Influence of Potassium Salts on Adsorption and Surface Hydration Inhibition of Hexane-1,6-Diamine Clay Mineral Inhibitor: A Molecular Dynamics Study

Abstract Most shale formations, contain a large amount of expansive sodium montmorillonite (Na-Mnt), have high water adsorption, and hydration swelling, causing unstable wellbore wall, resulting from formation shrinkage, sticking, balling, time-wasting, and well collapse in extreme cases causing complex downhole accidents, and high costs. Polyamines like hexane-1, 6-diamine (HEDA), are shale inhibitors in shallow drilling. Inorganic, and organic K-salts can improve the inhibitory performance of polyamine inhibitors. Molecular dynamics (MD) simulations were applied to investigate K-salts' influence on the inhibition mechanism of HEDA to the Na-Mnt.
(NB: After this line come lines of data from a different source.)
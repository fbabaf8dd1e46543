//! CLI error type.

use blindpair_collect::CollectError;
use blindpair_media::MediaError;
use blindpair_models::ModelError;
use blindpair_study::StudyError;
use thiserror::Error;

pub type CliResult<T> = Result<T, CliError>;

#[derive(Debug, Error)]
pub enum CliError {
    #[error(transparent)]
    Model(#[from] ModelError),

    #[error(transparent)]
    Media(#[from] MediaError),

    #[error(transparent)]
    Collect(#[from] CollectError),

    #[error(transparent)]
    Study(#[from] StudyError),

    #[error("Invalid arguments: {0}")]
    InvalidArgs(String),

    #[error("IO error: {0}")]
    Io(#[from] std::io::Error),

    #[error("JSON error: {0}")]
    Json(#[from] serde_json::Error),
}

impl CliError {
    pub fn invalid_args(msg: impl Into<String>) -> Self {
        Self::InvalidArgs(msg.into())
    }
}
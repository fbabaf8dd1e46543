//! Blind comparison protocol.
//!
//! Two phases share one artifact, the order sheet:
//!
//! - [`builder`] draws a seeded left/right placement per identity, renders
//!   side-by-side videos and writes the pair's order sheet and index mapping.
//! - [`adapter`], [`decoder`] and [`aggregator`] turn participant records
//!   back into model preferences by routing every A/B pick through the
//!   order sheet, then [`report`] writes the results.

pub mod adapter;
pub mod aggregator;
pub mod builder;
pub mod decoder;
pub mod error;
pub mod logging;
pub mod mapping;
pub mod order_sheet;
pub mod report;

pub use adapter::{AdapterSet, Extraction, RawChoice, RecordAdapter, ResultCodeAdapter, StudyJsonAdapter};
pub use aggregator::{Aggregation, Aggregator, Tally};
pub use builder::{
    draw_placements, overlap, BuildSummary, BuildTarget, ComparisonSetBuilder, Overlap, Placement,
};
pub use decoder::{decode_entry, Decoded, OrderSheetBook};
pub use error::{DecodeError, MalformedRecord, StudyError, StudyResult};
pub use logging::PairLogger;
pub use mapping::IndexMapping;
pub use order_sheet::{render_order_sheet, write_order_sheet, OrderSheet};
pub use report::write_outputs;
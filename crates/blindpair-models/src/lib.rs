//! Shared data models for the blind preference study.
//!
//! This crate provides Serde-serializable types for:
//! - Identities and their filename normalization
//! - Comparison pairs and A/B labels
//! - Order sheet entries (the ground-truth label assignment)
//! - Participant response records
//! - Study and encoding configuration
//! - Decoded choices, win statistics and run summaries

pub mod encoding;
pub mod error;
pub mod identity;
pub mod label;
pub mod order;
pub mod pair;
pub mod report;
pub mod response;
pub mod study;

// Re-export common types
pub use encoding::EncodingConfig;
pub use error::{ModelError, ModelResult};
pub use identity::{Identity, COMPARISON_INFIX, VIDEO_EXTENSIONS};
pub use label::Label;
pub use order::{OrderSheetEntry, MODEL_A_SEPARATOR, MODEL_B_SEPARATOR};
pub use pair::ComparisonPair;
pub use report::{
    DecodeStatus, DecodedChoice, FailureCounts, PairStats, PairTally, QuestionStats, ResponseRow,
    RunSummary, StudyReport, WinStats,
};
pub use response::{ChoiceValue, ResponseRecord, ResultCodeRecord, StructuredChoice};
pub use study::{
    ComparisonSetConfig, GithubSection, ResultCodeSection, StudyConfig, DEFAULT_QUESTION,
    DEFAULT_SEED, INDEX_MAPPING_FILENAME, ORDER_SHEET_FILENAME,
};
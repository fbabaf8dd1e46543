//! Side-by-side rendering.
//!
//! The comparison builder only sees the [`SideBySideRenderer`] trait; the
//! FFmpeg implementation owns the resolution and duration policy.

use async_trait::async_trait;
use metrics::{counter, histogram};
use std::path::Path;
use std::time::Instant;
use tracing::{debug, warn};

use blindpair_models::EncodingConfig;

use crate::command::{FfmpegCommand, FfmpegRunner};
use crate::error::{MediaError, MediaResult};
use crate::filters::{filter_hstack, SideBySideLayout, HSTACK_OUTPUT_LABEL};
use crate::video_info::read_video_info;

/// Metric name constants.
pub mod names {
    /// Rendered comparison videos by outcome.
    pub const RENDER_TOTAL: &str = "blindpair_render_total";

    /// Render wall time in seconds.
    pub const RENDER_SECONDS: &str = "blindpair_render_seconds";
}

/// Renders two videos into one side-by-side artifact.
///
/// `left` is shown on the left half (label A), `right` on the right half
/// (label B).
#[async_trait]
pub trait SideBySideRenderer: Send + Sync {
    async fn render(&self, left: &Path, right: &Path, output: &Path) -> MediaResult<()>;
}

/// FFmpeg-backed renderer.
///
/// Both inputs are scaled to the smaller height, stacked horizontally, cut to
/// the shorter duration, and audio is taken from the left input when present.
#[derive(Debug, Clone)]
pub struct FfmpegSideBySide {
    encoding: EncodingConfig,
    runner: FfmpegRunner,
}

impl FfmpegSideBySide {
    pub fn new(encoding: EncodingConfig) -> Self {
        Self {
            encoding,
            runner: FfmpegRunner::new(),
        }
    }

    /// Bound each FFmpeg invocation; the process is killed on expiry.
    pub fn with_timeout(mut self, secs: u64) -> Self {
        self.runner = self.runner.with_timeout(secs);
        self
    }

    /// Build the FFmpeg command for a computed layout.
    pub fn build_command(
        &self,
        left: &Path,
        right: &Path,
        output: &Path,
        layout: &SideBySideLayout,
    ) -> FfmpegCommand {
        FfmpegCommand::new(output)
            .input(left)
            .input(right)
            .filter_complex(filter_hstack(layout))
            .map(HSTACK_OUTPUT_LABEL)
            .map("0:a?")
            .encoding(&self.encoding)
            .shortest()
    }
}

#[async_trait]
impl SideBySideRenderer for FfmpegSideBySide {
    async fn render(&self, left: &Path, right: &Path, output: &Path) -> MediaResult<()> {
        let started = Instant::now();
        let result = self.render_inner(left, right, output).await;

        let outcome = match &result {
            Ok(()) => "success",
            Err(e) => e.kind(),
        };
        counter!(names::RENDER_TOTAL, "outcome" => outcome).increment(1);
        histogram!(names::RENDER_SECONDS).record(started.elapsed().as_secs_f64());

        if result.is_err() && output.exists() {
            if let Err(e) = tokio::fs::remove_file(output).await {
                warn!(output = %output.display(), error = %e, "Failed to remove partial output");
            }
        }

        result
    }
}

impl FfmpegSideBySide {
    async fn render_inner(&self, left: &Path, right: &Path, output: &Path) -> MediaResult<()> {
        for input in [left, right] {
            if !input.exists() {
                return Err(MediaError::FileNotFound(input.to_path_buf()));
            }
        }

        let (left_info, right_info) = tokio::try_join!(read_video_info(left), read_video_info(right))?;
        let layout = SideBySideLayout::for_inputs(&left_info, &right_info)?;
        debug!(
            left = %left.display(),
            right = %right.display(),
            width = layout.width(),
            height = layout.height,
            "Side-by-side layout"
        );

        if let Some(parent) = output.parent() {
            tokio::fs::create_dir_all(parent).await?;
        }

        let cmd = self.build_command(left, right, output, &layout);
        self.runner.run(&cmd).await
    }
}

#[cfg(test)]
mod tests {
    use super::*;
    use std::path::PathBuf;
    use tempfile::TempDir;

    #[test]
    fn test_build_command_maps_stacked_video_and_left_audio() {
        let renderer = FfmpegSideBySide::new(EncodingConfig::default());
        let layout = SideBySideLayout::from_dimensions((832, 480), (832, 480)).unwrap();
        let args = renderer
            .build_command(
                &PathBuf::from("l.mp4"),
                &PathBuf::from("r.mp4"),
                &PathBuf::from("o.mp4"),
                &layout,
            )
            .build_args();

        let maps: Vec<&String> = args
            .iter()
            .enumerate()
            .filter(|(_, a)| *a == "-map")
            .map(|(i, _)| &args[i + 1])
            .collect();
        assert_eq!(maps, vec!["[v]", "0:a?"]);
        assert!(args.contains(&"-shortest".to_string()));
        assert!(args.contains(&"yuv420p".to_string()));
    }

    #[tokio::test]
    async fn test_missing_input_is_file_not_found() {
        let dir = TempDir::new().unwrap();
        let renderer = FfmpegSideBySide::new(EncodingConfig::default()).with_timeout(5);
        let err = renderer
            .render(
                &dir.path().join("missing_left.mp4"),
                &dir.path().join("missing_right.mp4"),
                &dir.path().join("out.mp4"),
            )
            .await
            .unwrap_err();
        assert!(matches!(err, MediaError::FileNotFound(_)));
        assert!(!dir.path().join("out.mp4").exists());
    }
}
The adsorption configuration is mainly by terminal amine groups with a flat-lying alkyl hydrophobic chain. Interaction with clay surface decreased the H2O-clay H-bonds, electrostatic, and van der Waals interactions, neutralised Mnt surface negative charge, reducing its surface hydration. HCO2K significantly improved the inhibition ability, and coordination of interlayer ions with H2O as they were replaced by K+, and H2O-HCOO- coordination reduced H2O-Mnt interactions, mobility capability of H2O molecules was significantly decreased. Its maximum concentration noted in this study is 1.65 wt.%. While KCl showed little ability, it also caused more hydration with time. HCO2K could be an alternative for offshore drilling instead of toxic KCl. This study provides a theoretical explanation for the inhibition mechanism and adsorption characteristics of HEDA inhibitor on Na-Mnt surfaces in the presence of K+-salts and may provide more insight into the evaluation, selection, and molecular design of new clay-swelling high-performance WBDF systems used in oil and gas complex offshore drilling well sections.